#### [What needs to be done]
From the top of the entries below through the line containing "variants are generated.", return every line exactly as written, please, and stop there.

#### [Stored records]
╭──

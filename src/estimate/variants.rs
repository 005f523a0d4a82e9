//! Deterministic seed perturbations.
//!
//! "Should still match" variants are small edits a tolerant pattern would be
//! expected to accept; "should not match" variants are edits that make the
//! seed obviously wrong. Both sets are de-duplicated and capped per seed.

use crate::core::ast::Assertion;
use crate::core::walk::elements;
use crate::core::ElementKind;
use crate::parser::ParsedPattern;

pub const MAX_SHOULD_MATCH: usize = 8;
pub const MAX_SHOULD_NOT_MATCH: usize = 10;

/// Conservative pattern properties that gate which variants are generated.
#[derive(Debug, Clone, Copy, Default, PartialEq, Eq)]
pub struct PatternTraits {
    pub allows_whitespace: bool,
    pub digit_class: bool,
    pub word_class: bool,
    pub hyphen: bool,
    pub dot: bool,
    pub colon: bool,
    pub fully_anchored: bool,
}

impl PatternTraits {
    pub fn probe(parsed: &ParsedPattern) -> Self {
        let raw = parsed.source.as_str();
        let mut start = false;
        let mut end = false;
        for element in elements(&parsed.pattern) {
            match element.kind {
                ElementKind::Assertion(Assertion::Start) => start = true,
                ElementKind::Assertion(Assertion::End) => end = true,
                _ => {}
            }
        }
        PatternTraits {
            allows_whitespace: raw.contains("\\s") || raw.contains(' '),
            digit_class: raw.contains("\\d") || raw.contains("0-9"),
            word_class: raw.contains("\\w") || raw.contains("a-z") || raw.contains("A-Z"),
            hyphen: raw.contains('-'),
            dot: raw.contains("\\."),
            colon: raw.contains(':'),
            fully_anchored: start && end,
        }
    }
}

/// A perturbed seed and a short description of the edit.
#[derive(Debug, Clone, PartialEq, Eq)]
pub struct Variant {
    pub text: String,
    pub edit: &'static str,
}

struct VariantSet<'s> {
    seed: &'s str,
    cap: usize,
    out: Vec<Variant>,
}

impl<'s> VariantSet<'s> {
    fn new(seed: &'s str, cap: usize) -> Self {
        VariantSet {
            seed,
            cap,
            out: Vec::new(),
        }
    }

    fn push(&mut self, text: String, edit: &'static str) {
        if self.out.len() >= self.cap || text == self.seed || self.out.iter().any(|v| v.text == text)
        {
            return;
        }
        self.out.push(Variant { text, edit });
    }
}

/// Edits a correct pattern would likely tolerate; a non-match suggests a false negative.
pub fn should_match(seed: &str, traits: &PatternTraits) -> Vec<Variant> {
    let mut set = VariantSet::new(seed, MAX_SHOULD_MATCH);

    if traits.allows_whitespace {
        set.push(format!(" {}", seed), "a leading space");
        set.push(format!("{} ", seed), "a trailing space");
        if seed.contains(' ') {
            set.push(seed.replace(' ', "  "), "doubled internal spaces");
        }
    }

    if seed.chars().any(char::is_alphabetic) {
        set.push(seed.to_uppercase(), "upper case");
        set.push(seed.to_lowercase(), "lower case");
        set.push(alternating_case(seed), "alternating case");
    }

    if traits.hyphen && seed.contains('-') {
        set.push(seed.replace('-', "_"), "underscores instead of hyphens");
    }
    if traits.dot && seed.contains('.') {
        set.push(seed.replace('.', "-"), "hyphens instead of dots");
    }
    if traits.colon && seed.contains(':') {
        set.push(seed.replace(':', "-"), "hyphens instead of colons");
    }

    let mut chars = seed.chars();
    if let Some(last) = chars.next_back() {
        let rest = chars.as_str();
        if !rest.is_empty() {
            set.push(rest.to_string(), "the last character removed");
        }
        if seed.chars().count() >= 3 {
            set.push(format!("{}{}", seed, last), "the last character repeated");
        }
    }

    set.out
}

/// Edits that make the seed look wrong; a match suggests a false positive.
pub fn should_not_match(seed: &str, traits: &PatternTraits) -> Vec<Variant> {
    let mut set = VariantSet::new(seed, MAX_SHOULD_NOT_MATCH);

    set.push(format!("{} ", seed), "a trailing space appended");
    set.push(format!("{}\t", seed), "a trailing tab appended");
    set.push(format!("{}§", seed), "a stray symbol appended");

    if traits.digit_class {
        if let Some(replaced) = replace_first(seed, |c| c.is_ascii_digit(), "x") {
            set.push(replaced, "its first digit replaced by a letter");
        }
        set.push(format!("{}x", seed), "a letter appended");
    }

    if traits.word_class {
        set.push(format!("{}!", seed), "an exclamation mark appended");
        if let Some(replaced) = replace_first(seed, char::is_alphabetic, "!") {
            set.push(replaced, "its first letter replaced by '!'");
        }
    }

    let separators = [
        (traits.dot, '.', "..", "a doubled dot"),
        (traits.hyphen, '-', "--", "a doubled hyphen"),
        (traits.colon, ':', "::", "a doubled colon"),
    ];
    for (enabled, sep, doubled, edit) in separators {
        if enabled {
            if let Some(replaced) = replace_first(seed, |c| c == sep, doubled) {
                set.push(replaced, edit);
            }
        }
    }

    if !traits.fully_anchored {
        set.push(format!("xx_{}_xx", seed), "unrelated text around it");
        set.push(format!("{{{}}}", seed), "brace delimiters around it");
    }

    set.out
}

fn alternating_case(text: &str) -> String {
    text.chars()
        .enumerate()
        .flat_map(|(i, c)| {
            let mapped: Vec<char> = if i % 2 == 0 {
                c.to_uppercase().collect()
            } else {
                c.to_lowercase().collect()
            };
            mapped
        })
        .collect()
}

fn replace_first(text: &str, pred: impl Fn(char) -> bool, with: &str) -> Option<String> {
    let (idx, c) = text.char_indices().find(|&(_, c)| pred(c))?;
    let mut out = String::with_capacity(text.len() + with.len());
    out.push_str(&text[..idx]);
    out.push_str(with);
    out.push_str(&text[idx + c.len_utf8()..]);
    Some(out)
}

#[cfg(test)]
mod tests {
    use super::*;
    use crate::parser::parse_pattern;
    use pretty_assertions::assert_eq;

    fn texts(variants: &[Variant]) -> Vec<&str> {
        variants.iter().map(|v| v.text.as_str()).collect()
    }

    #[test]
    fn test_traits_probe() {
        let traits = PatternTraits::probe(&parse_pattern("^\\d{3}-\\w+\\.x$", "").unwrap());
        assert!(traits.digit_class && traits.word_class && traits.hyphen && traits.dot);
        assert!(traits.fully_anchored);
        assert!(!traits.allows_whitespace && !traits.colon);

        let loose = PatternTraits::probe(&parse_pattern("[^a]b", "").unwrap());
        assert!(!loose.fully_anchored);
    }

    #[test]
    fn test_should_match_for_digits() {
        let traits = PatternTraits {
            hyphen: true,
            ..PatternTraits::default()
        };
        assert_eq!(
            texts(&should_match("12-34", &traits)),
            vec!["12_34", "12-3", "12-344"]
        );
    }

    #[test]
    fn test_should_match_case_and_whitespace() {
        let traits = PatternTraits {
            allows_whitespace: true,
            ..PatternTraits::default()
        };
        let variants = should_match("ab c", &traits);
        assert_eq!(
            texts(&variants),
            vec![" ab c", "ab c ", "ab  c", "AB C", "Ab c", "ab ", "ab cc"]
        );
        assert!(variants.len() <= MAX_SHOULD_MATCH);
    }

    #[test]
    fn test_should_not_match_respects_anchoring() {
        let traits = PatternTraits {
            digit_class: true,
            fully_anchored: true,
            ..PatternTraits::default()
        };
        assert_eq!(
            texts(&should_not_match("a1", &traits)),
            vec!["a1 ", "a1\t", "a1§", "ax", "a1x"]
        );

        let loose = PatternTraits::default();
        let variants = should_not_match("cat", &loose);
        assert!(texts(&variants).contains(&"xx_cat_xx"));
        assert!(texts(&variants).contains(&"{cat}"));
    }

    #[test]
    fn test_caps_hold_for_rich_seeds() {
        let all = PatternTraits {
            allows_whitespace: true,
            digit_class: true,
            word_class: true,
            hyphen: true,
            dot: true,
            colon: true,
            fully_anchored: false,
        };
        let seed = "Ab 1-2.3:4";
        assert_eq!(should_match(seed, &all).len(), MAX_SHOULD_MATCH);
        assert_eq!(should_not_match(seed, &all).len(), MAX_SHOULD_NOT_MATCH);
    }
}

╰──

#### [Task response]
filename src/estimate/variants.rs
repository 005f523a0d4a82e9
//! Deterministic seed perturbations.
//!
//! "Should still match" variants are small edits a tolerant pattern would be
//! expected to accept; "should not match" variants are edits that make the
//! seed obviously wrong. Both sets are de-duplicated and capped per seed.

use crate::core::ast::Assertion;
use crate::core::walk::elements;
use crate::core::ElementKind;
use crate::parser::ParsedPattern;

pub const MAX_SHOULD_MATCH: usize = 8;
pub const MAX_SHOULD_NOT_MATCH: usize = 10;

/// Conservative pattern properties that gate which variants are generated.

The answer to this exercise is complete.